Taking the entries below from the top, restate each line exactly and end with the line containing "pub const ALL: [PlayerClass;".

- [THE DATA]
* * * * *

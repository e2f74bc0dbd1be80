use lasso::{Spur, ThreadedRodeo};
use std::sync::OnceLock;

/// Interned name key. Attacker, defender and spell names recur millions of
/// times per log, so records carry 4-byte keys instead of owned strings.
pub type IStr = Spur;

static INTERNER: OnceLock<ThreadedRodeo> = OnceLock::new();
static EMPTY_ISTR: OnceLock<Spur> = OnceLock::new();

/// Get the global interner (initializes on first call).
pub fn interner() -> &'static ThreadedRodeo {
    INTERNER.get_or_init(ThreadedRodeo::default)
}

pub fn intern(s: &str) -> IStr {
    interner().get_or_intern(s)
}

/// Intern the uppercased form of `s`. Damage participants are keyed this way
/// so "Kazint", "kazint" and "KAZINT" collapse to one entity.
pub fn intern_upper(s: &str) -> IStr {
    if s.bytes().any(|b| b.is_ascii_lowercase()) || !s.is_ascii() {
        intern(&s.to_uppercase())
    } else {
        intern(s)
    }
}

/// Returns the IStr for an empty string. Use this instead of IStr::default()
/// since Spur::default() collides with the first interned string.
#[inline]
pub fn empty_istr() -> IStr {
    *EMPTY_ISTR.get_or_init(|| interner().get_or_intern(""))
}

pub fn resolve(key: IStr) -> &'static str {
    interner().resolve(&key)
}
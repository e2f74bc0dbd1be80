//! EverQuest player classes

use serde::{Deserialize, Serialize};

#[derive(Debug, Clone, Copy, PartialEq, Eq, Hash, Serialize, Deserialize)]
pub enum PlayerClass {
    Bard,
    Beastlord,
    Berserker,
    Cleric,
    Druid,
    Enchanter,
    Magician,
    Monk,
    Necromancer,
    Paladin,
    Ranger,
    Rogue,
    ShadowKnight,
    Shaman,
    Warrior,
    Wizard,
}

impl PlayerClass {
    pub const ALL: [PlayerClass; 16] = [
        PlayerClass::Bard,
        PlayerClass::Beastlord,
        PlayerClass::Berserker,
        PlayerClass::Cleric,
        PlayerClass::Druid,
        PlayerClass::Enchanter,
        PlayerClass::Magician,
        PlayerClass::Monk,
        PlayerClass::Necromancer,
        PlayerClass::Paladin,
        PlayerClass::Ranger,
        PlayerClass::Rogue,
        PlayerClass::ShadowKnight,
        PlayerClass::Shaman,
        PlayerClass::Warrior,
        PlayerClass::Wizard,
    ];

    pub const fn name(&self) -> &'static str {
        match self {
            PlayerClass::Bard => "Bard",
            PlayerClass::Beastlord => "Beastlord",
            PlayerClass::Berserker => "Berserker",
            PlayerClass::Cleric => "Cleric",
            PlayerClass::Druid => "Druid",
            PlayerClass::Enchanter => "Enchanter",
            PlayerClass::Magician => "Magician",
            PlayerClass::Monk => "Monk",
            PlayerClass::Necromancer => "Necromancer",
            PlayerClass::Paladin => "Paladin",
            PlayerClass::Ranger => "Ranger",
            PlayerClass::Rogue => "Rogue",
            PlayerClass::ShadowKnight => "Shadow Knight",
            PlayerClass::Shaman => "Shaman",
            PlayerClass::Warrior => "Warrior",
            PlayerClass::Wizard => "Wizard",
        }
    }

    /// Parse a class name as printed by `/who` ("Shadow Knight", "Magician").
    pub fn from_name(name: &str) -> Option<Self> {
        Self::ALL
            .into_iter()
            .find(|class| class.name().eq_ignore_ascii_case(name.trim()))
    }
}
//! Error types for combat log reading

use std::path::PathBuf;
use thiserror::Error;

/// Errors during log file reading operations. Individual lines never fail;
/// a line that can't be classified simply yields no record.
#[derive(Debug, Error)]
pub enum ReaderError {
    #[error("failed to open log file {path}")]
    OpenFile {
        path: PathBuf,
        #[source]
        source: std::io::Error,
    },

    #[error("failed to memory map file {path}")]
    MemoryMap {
        path: PathBuf,
        #[source]
        source: std::io::Error,
    },
}
pub mod app_state;
pub mod commands;
pub mod logging;
pub mod repl;
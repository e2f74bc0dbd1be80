use crate::game_data::PlayerClass;
use hashbrown::{HashMap, HashSet};
use std::sync::RwLock;

/// Longest name the game allows for a player character.
const MAX_PLAYER_NAME: usize = 15;
const MIN_PLAYER_NAME: usize = 3;

/// Heuristic for names that could belong to a player: a single capitalized
/// word of letters within the game's length limits.
pub fn is_possible_player_name(name: &str) -> bool {
    let len = name.len();
    if !(MIN_PLAYER_NAME..=MAX_PLAYER_NAME).contains(&len) {
        return false;
    }
    let mut chars = name.chars();
    chars.next().is_some_and(|c| c.is_ascii_uppercase())
        && chars.all(|c| c.is_ascii_alphabetic())
}

/// Player and pet identity store.
///
/// Classifiers call the predicates on every line and the upserts whenever a
/// line proves something about a name, so implementations must tolerate
/// concurrent reads with occasional inserts. Names compare case-insensitively.
pub trait IdentityRegistry: Send + Sync {
    fn is_verified_player(&self, name: &str) -> bool;
    fn is_verified_pet(&self, name: &str) -> bool;
    fn pet_owner(&self, pet: &str) -> Option<String>;
    fn player_class(&self, name: &str) -> Option<PlayerClass>;

    fn add_verified_player(&self, name: &str);
    fn add_verified_pet(&self, name: &str);
    fn set_pet_owner(&self, pet: &str, owner: &str);
    fn set_player_class(&self, name: &str, class: PlayerClass);
    fn set_player_level(&self, _name: &str, _level: u16) {}

    fn is_possible_player_name(&self, name: &str) -> bool {
        is_possible_player_name(name)
    }
}

#[derive(Debug, Default)]
struct Identities {
    players: HashSet<String>,
    pets: HashSet<String>,
    owners: HashMap<String, String>,
    classes: HashMap<String, PlayerClass>,
    levels: HashMap<String, u16>,
}

/// In-memory [`IdentityRegistry`].
#[derive(Debug, Default)]
pub struct PlayerRegistry {
    inner: RwLock<Identities>,
}

fn key(name: &str) -> String {
    name.to_uppercase()
}

impl PlayerRegistry {
    pub fn new() -> Self {
        Self::default()
    }

    pub fn player_level(&self, name: &str) -> Option<u16> {
        self.inner
            .read()
            .ok()
            .and_then(|ids| ids.levels.get(&key(name)).copied())
    }

    pub fn player_count(&self) -> usize {
        self.inner.read().map(|ids| ids.players.len()).unwrap_or(0)
    }

    pub fn pet_count(&self) -> usize {
        self.inner.read().map(|ids| ids.pets.len()).unwrap_or(0)
    }

    fn read<T>(&self, f: impl FnOnce(&Identities) -> T) -> Option<T> {
        self.inner.read().ok().map(|ids| f(&ids))
    }

    fn write(&self, f: impl FnOnce(&mut Identities)) {
        if let Ok(mut ids) = self.inner.write() {
            f(&mut ids);
        }
    }
}

impl IdentityRegistry for PlayerRegistry {
    fn is_verified_player(&self, name: &str) -> bool {
        let k = key(name);
        self.read(|ids| ids.players.contains(&k)).unwrap_or(false)
    }

    fn is_verified_pet(&self, name: &str) -> bool {
        let k = key(name);
        self.read(|ids| ids.pets.contains(&k)).unwrap_or(false)
    }

    fn pet_owner(&self, pet: &str) -> Option<String> {
        let k = key(pet);
        self.read(|ids| ids.owners.get(&k).cloned()).flatten()
    }

    fn player_class(&self, name: &str) -> Option<PlayerClass> {
        let k = key(name);
        self.read(|ids| ids.classes.get(&k).copied()).flatten()
    }

    fn add_verified_player(&self, name: &str) {
        let k = key(name);
        if self.is_verified_player(&k) {
            return;
        }
        self.write(|ids| {
            // a name proven to be a player can't also be a pet
            ids.pets.remove(&k);
            ids.players.insert(k);
        });
    }

    fn add_verified_pet(&self, name: &str) {
        let k = key(name);
        if self.is_verified_pet(&k) {
            return;
        }
        self.write(|ids| {
            if !ids.players.contains(&k) {
                ids.pets.insert(k);
            }
        });
    }

    fn set_pet_owner(&self, pet: &str, owner: &str) {
        let (pet, owner) = (key(pet), owner.to_string());
        self.write(|ids| {
            ids.owners.insert(pet, owner);
        });
    }

    fn set_player_class(&self, name: &str, class: PlayerClass) {
        let k = key(name);
        self.write(|ids| {
            ids.classes.insert(k, class);
        });
    }

    fn set_player_level(&self, name: &str, level: u16) {
        let k = key(name);
        self.write(|ids| {
            ids.levels.insert(k, level);
        });
    }
}

#[cfg(test)]
mod tests {
    use super::*;

    #[test]
    fn test_possible_player_name() {
        assert!(is_possible_player_name("Kazint"));
        assert!(!is_possible_player_name("kazint"));
        assert!(!is_possible_player_name("a goblin"));
        assert!(!is_possible_player_name("Kazint`s pet"));
        assert!(!is_possible_player_name("Xi"));
        assert!(!is_possible_player_name("Abcdefghijklmnop"));
    }

    #[test]
    fn test_registry_is_case_insensitive() {
        let registry = PlayerRegistry::new();
        registry.add_verified_player("Kazint");
        assert!(registry.is_verified_player("KAZINT"));
        assert!(registry.is_verified_player("kazint"));
        assert_eq!(registry.player_count(), 1);
    }

    #[test]
    fn test_player_wins_over_pet() {
        let registry = PlayerRegistry::new();
        registry.add_verified_pet("Gobarn");
        registry.add_verified_player("Gobarn");
        assert!(!registry.is_verified_pet("Gobarn"));

        registry.add_verified_pet("Gobarn");
        assert!(!registry.is_verified_pet("Gobarn"));
    }

    #[test]
    fn test_pet_owner_and_class() {
        let registry = PlayerRegistry::new();
        registry.set_pet_owner("Gobarn", "Kazint");
        registry.set_player_class("Kazint", PlayerClass::Magician);
        registry.set_player_level("Kazint", 120);
        assert_eq!(registry.pet_owner("gobarn").as_deref(), Some("Kazint"));
        assert_eq!(registry.player_class("Kazint"), Some(PlayerClass::Magician));
        assert_eq!(registry.player_level("Kazint"), Some(120));
    }
}
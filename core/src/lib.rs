pub mod combat_log;
pub mod context;
pub mod game_data;
pub mod registry;
pub mod state;
pub mod summary;

// Re-exports for convenience
pub use combat_log::*;
pub use context::{IStr, ParserConfig, ParserConfigExt, intern, resolve};
pub use game_data::{PlayerClass, ResistType};
pub use registry::{
    IdentityRegistry, PlayerRegistry, SpellBook, SpellCatalog, SpellDefinition, SpellResolution,
};
pub use state::CrossLineState;
pub use summary::{LogSummary, NameTotal, SummaryReport};
// ─────────────────────────────────────────────────────────────────────────────
// Whole-engine properties
// ─────────────────────────────────────────────────────────────────────────────

const SAMPLE_LINES: [&str; 8] = [
    "[Sun Apr 18 21:26:15 2021] Astralx crushes Sontalak for 126225 points of damage. (Strikethrough Critical)",
    "[Mon Apr 26 21:07:21 2021] Lawlstryke has taken 216717 damage by Wisp Explosion.",
    "[Sat Apr 24 01:08:49 2021] Test One Hundred Three tries to punch Kazint, but misses!",
    "[Sun Feb 24 21:00:58 2019] Fllint healed Foob for 11820 hit points by Blessing of the Ancients III.",
    "[Sun Apr 18 21:26:15 2021] A goblin has been slain by Kazint!",
    "[Sun Apr 18 21:26:15 2021] You receive 129 platinum, 2 gold and 1 copper as your split.",
    "[Sun Apr 18 21:26:15 2021] Fllint tells the guild, 'pull now'",
    "[Sun Apr 18 21:26:15 2021] Fllint healed Foob over time for 1000 (1500) hit points by Celestial Regeneration. (Critical)",
];

#[test]
fn test_idempotent_with_fresh_state() {
    let parser = test_parser();
    for text in SAMPLE_LINES {
        let first = parser.parse_line(1, text, &parser.new_state());
        let second = parser.parse_line(1, text, &parser.new_state());
        assert!(first.is_some(), "{text}");
        assert_eq!(first, second, "{text}");
    }
}

#[test]
fn test_total_on_malformed_input() {
    let parser = test_parser();
    let state = parser.new_state();

    let malformed = [
        String::new(),
        "short".to_string(),
        "[Sun Apr 18 21:26:15 2021]".to_string(),
        line("Astralx crushes Sontalak for 5 points of damage. (Critical"),
        line(") ( )) ( (( ) ) ) )"),
        line("( ( ( ( ( ( ( ( ( ( ( ("),
        line("tries to but misses!"),
        line("has taken damage by"),
        line("You receive platinum as your split."),
        line("healed for hit points by"),
        line("--has looted--"),
        line("[ ] ] [ [ ["),
        line("Kazint hits é for ü points of damage."),
        format!("{}\u{00e9}\u{00e9}\u{00e9}", line("x")),
        line("Kazint crushes a goblin for 99999999999999999999999 points of damage."),
        line("Fllint healed Kazint for 18446744073709551616 (99999999999999999999) hit points."),
        line("You receive 18446744073709552 platinum as your split."),
        line("You receive 99999999999999999999 copper from the corpse."),
        line("Kazint won the need roll on 99999999999999999999 item(s): Bone Chip with a roll of 4294967296."),
        line("**A Magic Die is rolled by Kazint. It could have been any number from 0 to 99999999999, but this time it turned up a 4294967296."),
        line(&format!("{} hits a goblin for 5 points of damage.", "\u{00c9}".repeat(32))),
        line(&format!("{} has been slain by Kazint!", "\u{00fc}\u{00e9}".repeat(32))),
        line(&format!("Targeted (Player): {}", "\u{00c9}".repeat(64))),
        line(&format!("Foob says, 'My leader is {}.'", "\u{00e9}".repeat(64))),
    ];
    for text in &malformed {
        let _ = parser.parse_line(1, text, &state);
    }
    assert!(parser.parse_line(1, &malformed[3], &state).is_none());

    // every prefix of every sample line
    for text in SAMPLE_LINES {
        for (cut, _) in text.char_indices() {
            let _ = parser.parse_line(1, &text[..cut], &state);
        }
    }
}
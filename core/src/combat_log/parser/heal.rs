use super::LineContext;
use crate::combat_log::line::TokenSequence;
use crate::combat_log::record::{ClassifiedRecord, HealRecord, HealType, ModifierMask};
use crate::context::intern;
use crate::game_data::labels;

const WARD_SUFFIX: &str = "`s ward";
const REFLEXIVE: [&str; 4] = ["himself", "herself", "itself", "themselves"];
/// Spells that only heal the caster's own pet.
const PET_HEAL_SPELLS: [&str; 2] = ["Mend Companion", "Theft of Essence"];

/// "<Healer> healed <Healed> [over time] for N [(M)] hit points [by <spell>]."
/// "<Healed> has been healed [over time] for N [(M)] hit points [by <spell>]."
pub(super) fn classify(ctx: &LineContext<'_>, tokens: &TokenSequence<'_>) -> Option<ClassifiedRecord> {
    let (stop, modifiers) = tokens.trailing_parenthetical();
    let healed_at = (1..=stop).find(|&i| tokens[i] == "healed")?;

    let passive = healed_at >= 2
        && tokens.is(healed_at - 1, "been")
        && tokens.is_any(healed_at - 2, &["has", "have"]);

    let for_ = (healed_at + 1..=stop).find(|&i| tokens[i] == "for")?;
    let over_time = for_ >= 2 && tokens.is(for_ - 2, "over") && tokens.is(for_ - 1, "time");
    let name_end = if over_time { for_ - 2 } else { for_ };

    let (healer, healed) = if passive {
        (labels::UNK.to_string(), tokens.join(0, healed_at - 2))
    } else {
        (tokens.join(0, healed_at), tokens.join(healed_at + 1, name_end))
    };
    if healer.is_empty() || healed.is_empty() {
        return None;
    }

    let total = tokens.get(for_ + 1)?.parse::<u64>().ok()?;
    let mut next = for_ + 2;
    let mut over_total = total;
    if let Some(overheal) = tokens
        .get(next)
        .and_then(|t| t.strip_prefix('('))
        .and_then(|t| t.strip_suffix(')'))
    {
        over_total = overheal.parse::<u64>().ok()?;
        next += 1;
    }
    if !tokens.is(next, "hit") || !tokens.is_any(next + 1, &["points", "points."]) {
        return None;
    }

    let spell = if tokens.is(next + 2, "by") {
        let mut spell = tokens.join(next + 3, stop + 1);
        if spell.ends_with('.') {
            spell.pop();
        }
        (!spell.is_empty()).then_some(spell)
    } else {
        None
    };

    // a ward heals on behalf of its owner
    let healer = healer
        .strip_suffix(WARD_SUFFIX)
        .map(str::to_string)
        .unwrap_or(healer);
    let healer = ctx.actor(&healer).to_string();
    let healed = if REFLEXIVE.contains(&healed.as_str()) || healed == "yourself" {
        healer.clone()
    } else {
        ctx.actor(&healed).to_string()
    };

    // swarm pets: "Kazint`s pet" and friends
    if let Some((owner, _)) = healed.split_once("`s ")
        && ctx.identity.is_verified_player(owner)
    {
        ctx.identity.add_verified_pet(&healed);
        ctx.identity.set_pet_owner(&healed, owner);
        return None;
    }
    if let Some(spell) = &spell
        && !passive
        && PET_HEAL_SPELLS.iter().any(|p| spell.starts_with(p))
        && healed != healer
    {
        ctx.register_pet(&healed, &healer);
    }

    let hint_player = (!passive).then_some(healer.as_str());
    let mask = modifiers
        .map(|text| ctx.modifiers.parse(&text, hint_player, ctx.identity))
        .unwrap_or(ModifierMask::NONE);
    let resolution = spell.as_deref().and_then(|s| ctx.spells.resolve(s));

    Some(ClassifiedRecord::Heal(HealRecord {
        healer: intern(&healer),
        healed: intern(&healed),
        total,
        over_total,
        heal_type: if over_time { HealType::Hot } else { HealType::Heal },
        sub_type: spell.as_deref().map(intern),
        modifiers: mask,
        spell: resolution,
    }))
}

* * * * *

- [EXERCISE RESPONSE]
repository e2f74bc0dbd1be80
use lasso::{Spur, ThreadedRodeo};
use std::sync::OnceLock;

/// Interned name key. Attacker, defender and spell names recur millions of
/// times per log, so records carry 4-byte keys instead of owned strings.
pub type IStr = Spur;

static INTERNER: OnceLock<ThreadedRodeo> = OnceLock::new();
static EMPTY_ISTR: OnceLock<Spur> = OnceLock::new();

/// Get the global interner (initializes on first call).
pub fn interner() -> &'static ThreadedRodeo {
    INTERNER.get_or_init(ThreadedRodeo::default)
}

pub fn intern(s: &str) -> IStr {
    interner().get_or_intern(s)
}

/// Intern the uppercased form of `s`. Damage participants are keyed this way
/// so "Kazint", "kazint" and "KAZINT" collapse to one entity.
pub fn intern_upper(s: &str) -> IStr {
    if s.bytes().any(|b| b.is_ascii_lowercase()) || !s.is_ascii() {
        intern(&s.to_uppercase())
    } else {
        intern(s)
    }
}

/// Returns the IStr for an empty string. Use this instead of IStr::default()
/// since Spur::default() collides with the first interned string.
#[inline]
pub fn empty_istr() -> IStr {
    *EMPTY_ISTR.get_or_init(|| interner().get_or_intern(""))
}

pub fn resolve(key: IStr) -> &'static str {
    interner().resolve(&key)
}
repository e2f74bc0dbd1be80
//! EverQuest player classes

use serde::{Deserialize, Serialize};

#[derive(Debug, Clone, Copy, PartialEq, Eq, Hash, Serialize, Deserialize)]
pub enum PlayerClass {
    Bard,
    Beastlord,
    Berserker,
    Cleric,
    Druid,
    Enchanter,
    Magician,
    Monk,
    Necromancer,
    Paladin,
    Ranger,
    Rogue,
    ShadowKnight,
    Shaman,
    Warrior,
    Wizard,
}

impl PlayerClass {
    pub const ALL: [PlayerClass; 16] = [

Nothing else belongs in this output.